**YOUR GOAL:**
Where a line of the data below has the string "impl", copy that line.

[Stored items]
──────

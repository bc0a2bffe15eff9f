//! The viewer's connection loop.
//!
//! ```text
//!         ┌──────────────────────────────────────────────┐
//!         ▼                                              │
//!   Connecting ──ok──► Connected ──close/error──► Disconnected
//!         │                                      (sleep backoff)
//!         └──fail──────────────────────────────────────► ┘
//! ```
//!
//! While connected, one loop demultiplexes incoming messages, forwards
//! filtered key input, returns one `fillToken` per screen frame and
//! publishes [`ClientStats`] on a fixed interval.

use std::time::Duration;

use async_trait::async_trait;
use futures::{SinkExt, StreamExt};
use tokio::sync::{mpsc, watch};
use tokio::time::{Instant, MissedTickBehavior};
use tokio_util::sync::CancellationToken;
use tracing::{debug, info, warn};

use crate::client::backoff::Backoff;
use crate::client::input::{InputEvent, KeyFilter};
use crate::client::stats::{ClientStats, FrameClock};
use crate::error::StreamError;
use crate::metrics::WindowAverage;
use crate::protocol::{ClientMessage, FrameKind, ServerMessage};
use crate::session::SessionStatus;
use crate::transport::{WireMessage, WireSink, WireStream};

/// Local key events queued for the connection loop.
const INPUT_QUEUE: usize = 64;

// ── Seams ────────────────────────────────────────────────────────

/// Opens one transport to the server.
#[async_trait]
pub trait Connector: Send + Sync {
    async fn connect(&self) -> Result<(WireSink, WireStream), StreamError>;
}

/// Consumer of demultiplexed payloads (decoder + display).
pub trait FrameSink: Send {
    fn on_codec(&mut self, _codec: &str) {}

    fn on_screen(&mut self, payload: &[u8]) -> Result<(), StreamError>;

    fn on_sound(&mut self, payload: &[u8]) -> Result<(), StreamError>;
}

// ── ClientOptions ────────────────────────────────────────────────

#[derive(Debug, Clone, Copy, PartialEq, Eq)]
pub struct ClientOptions {
    pub initial_backoff: Duration,
    pub max_backoff: Duration,
    /// How often [`ClientStats`] are recomputed.
    pub refresh_interval: Duration,
    /// Pongs averaged into the RTT estimate.
    pub rtt_window: usize,
}

impl Default for ClientOptions {
    fn default() -> Self {
        Self {
            initial_backoff: Duration::from_secs(1),
            max_backoff: Duration::from_secs(60),
            refresh_interval: Duration::from_millis(1000),
            rtt_window: 16,
        }
    }
}

// ── ClientHandle ─────────────────────────────────────────────────

/// Caller-side view of a running client.
#[derive(Debug, Clone)]
pub struct ClientHandle {
    pub input: mpsc::Sender<InputEvent>,
    pub status: watch::Receiver<SessionStatus>,
    pub stats: watch::Receiver<ClientStats>,
}

// ── ReconnectingClient ───────────────────────────────────────────

pub struct ReconnectingClient<C, S> {
    connector: C,
    frames: S,
    options: ClientOptions,
    backoff: Backoff,
    keys: KeyFilter,
    input: mpsc::Receiver<InputEvent>,
    status: watch::Sender<SessionStatus>,
    stats: watch::Sender<ClientStats>,
    rtt: WindowAverage,
    codec: Option<String>,
    epoch: Instant,
}

impl<C, S> ReconnectingClient<C, S>
where
    C: Connector,
    S: FrameSink,
{
    pub fn new(
        connector: C,
        frames: S,
        options: ClientOptions,
    ) -> Result<(Self, ClientHandle), StreamError> {
        let (input_tx, input_rx) = mpsc::channel(INPUT_QUEUE);
        let (status_tx, status_rx) = watch::channel(SessionStatus::Connecting);
        let (stats_tx, stats_rx) = watch::channel(ClientStats::default());

        let client = Self {
            connector,
            frames,
            options,
            backoff: Backoff::new(options.initial_backoff, options.max_backoff),
            keys: KeyFilter::default(),
            input: input_rx,
            status: status_tx,
            stats: stats_tx,
            rtt: WindowAverage::new(options.rtt_window)?,
            codec: None,
            epoch: Instant::now(),
        };
        let handle = ClientHandle {
            input: input_tx,
            status: status_rx,
            stats: stats_rx,
        };
        Ok((client, handle))
    }

    /// Connect, serve, and reconnect until `cancel` fires.
    pub async fn run(mut self, cancel: CancellationToken) {
        loop {
            self.set_status(SessionStatus::Connecting);
            let connected = tokio::select! {
                biased;
                _ = cancel.cancelled() => break,
                result = self.connector.connect() => result,
            };

            match connected {
                Ok((sink, stream)) => {
                    self.backoff.reset();
                    self.keys.reset();
                    self.set_status(SessionStatus::connected_now());
                    info!("connected");
                    match self.serve(sink, stream, &cancel).await {
                        Ok(()) => info!("connection closed"),
                        Err(e) => warn!(error = %e, "connection lost"),
                    }
                }
                Err(e) => warn!(error = %e, "connect failed"),
            }

            if cancel.is_cancelled() {
                break;
            }
            self.set_status(SessionStatus::Disconnected);
            let delay = self.backoff.next_delay();
            info!(?delay, "reconnecting");
            tokio::select! {
                biased;
                _ = cancel.cancelled() => break,
                _ = tokio::time::sleep(delay) => {}
            }
        }
        self.set_status(SessionStatus::Shutdown);
    }

    fn set_status(&self, status: SessionStatus) {
        debug!(%status, "status");
        self.status.send_replace(status.clone());
        self.stats.send_modify(|s| s.status = status);
    }

    /// Client-monotonic timestamp in milliseconds, as carried by pings.
    fn now_ms(&self) -> f64 {
        self.epoch.elapsed().as_secs_f64() * 1000.0
    }

    async fn serve(
        &mut self,
        mut sink: WireSink,
        mut stream: WireStream,
        cancel: &CancellationToken,
    ) -> Result<(), StreamError> {
        let mut announced = FrameKind::default();
        let mut clock = FrameClock::new(Instant::now());
        let mut ticker = tokio::time::interval(self.options.refresh_interval);
        ticker.set_missed_tick_behavior(MissedTickBehavior::Skip);
        ticker.tick().await;

        loop {
            tokio::select! {
                biased;
                _ = cancel.cancelled() => {
                    let _ = sink.send(WireMessage::Close).await;
                    return Ok(());
                }
                msg = stream.next() => match msg {
                    None | Some(Ok(WireMessage::Close)) => return Ok(()),
                    Some(Err(e)) => return Err(e),
                    Some(Ok(WireMessage::Text(text))) => {
                        if let Some(kind) = self.on_control(&text) {
                            announced = kind;
                        }
                    }
                    Some(Ok(WireMessage::Binary(payload))) => match announced {
                        FrameKind::Screen => {
                            if let Err(e) = self.frames.on_screen(&payload) {
                                warn!(error = %e, "screen payload rejected");
                            }
                            clock.record_frame(Instant::now());
                            sink.send(WireMessage::json(&ClientMessage::fill_token(1))?).await?;
                        }
                        FrameKind::Sound => {
                            if let Err(e) = self.frames.on_sound(&payload) {
                                warn!(error = %e, "sound payload rejected");
                            }
                        }
                    },
                },
                Some(event) = self.input.recv() => {
                    if let Some(transition) = self.keys.accept(event) {
                        sink.send(WireMessage::json(&ClientMessage::key(event.key, transition))?)
                            .await?;
                        sink.send(WireMessage::json(&ClientMessage::ping(self.now_ms()))?)
                            .await?;
                    }
                }
                _ = ticker.tick() => {
                    let (fps, worst_frame_gap) = clock.roll(Instant::now());
                    let rtt_ms = (!self.rtt.is_empty()).then(|| self.rtt.average());
                    let codec = self.codec.clone();
                    self.stats.send_modify(|s| {
                        s.fps = fps;
                        s.worst_frame_gap = worst_frame_gap;
                        s.rtt_ms = rtt_ms;
                        s.codec = codec;
                    });
                }
            }
        }
    }

    /// Route one JSON message; returns a new frame announcement if any.
    fn on_control(&mut self, text: &str) -> Option<FrameKind> {
        let msg = match ServerMessage::from_json(text) {
            Ok(msg) => msg,
            Err(e) => {
                warn!(error = %e, "skipping malformed server message");
                return None;
            }
        };
        match msg {
            ServerMessage::Init { init_action } => {
                info!(codec = %init_action.codec, "stream initialised");
                self.frames.on_codec(&init_action.codec);
                self.codec = Some(init_action.codec);
                None
            }
            ServerMessage::Pong { pong_action } => {
                let rtt = self.now_ms() - pong_action.made_at;
                if rtt >= 0.0 {
                    self.rtt.add_sample(rtt);
                }
                None
            }
            ServerMessage::Frame { frame_action } => Some(frame_action.kind),
        }
    }
}

// ── Tests ────────────────────────────────────────────────────────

──────

**EXERCISE OUTPUT:**
impl Default for ClientOptions {
impl<C, S> ReconnectingClient<C, S>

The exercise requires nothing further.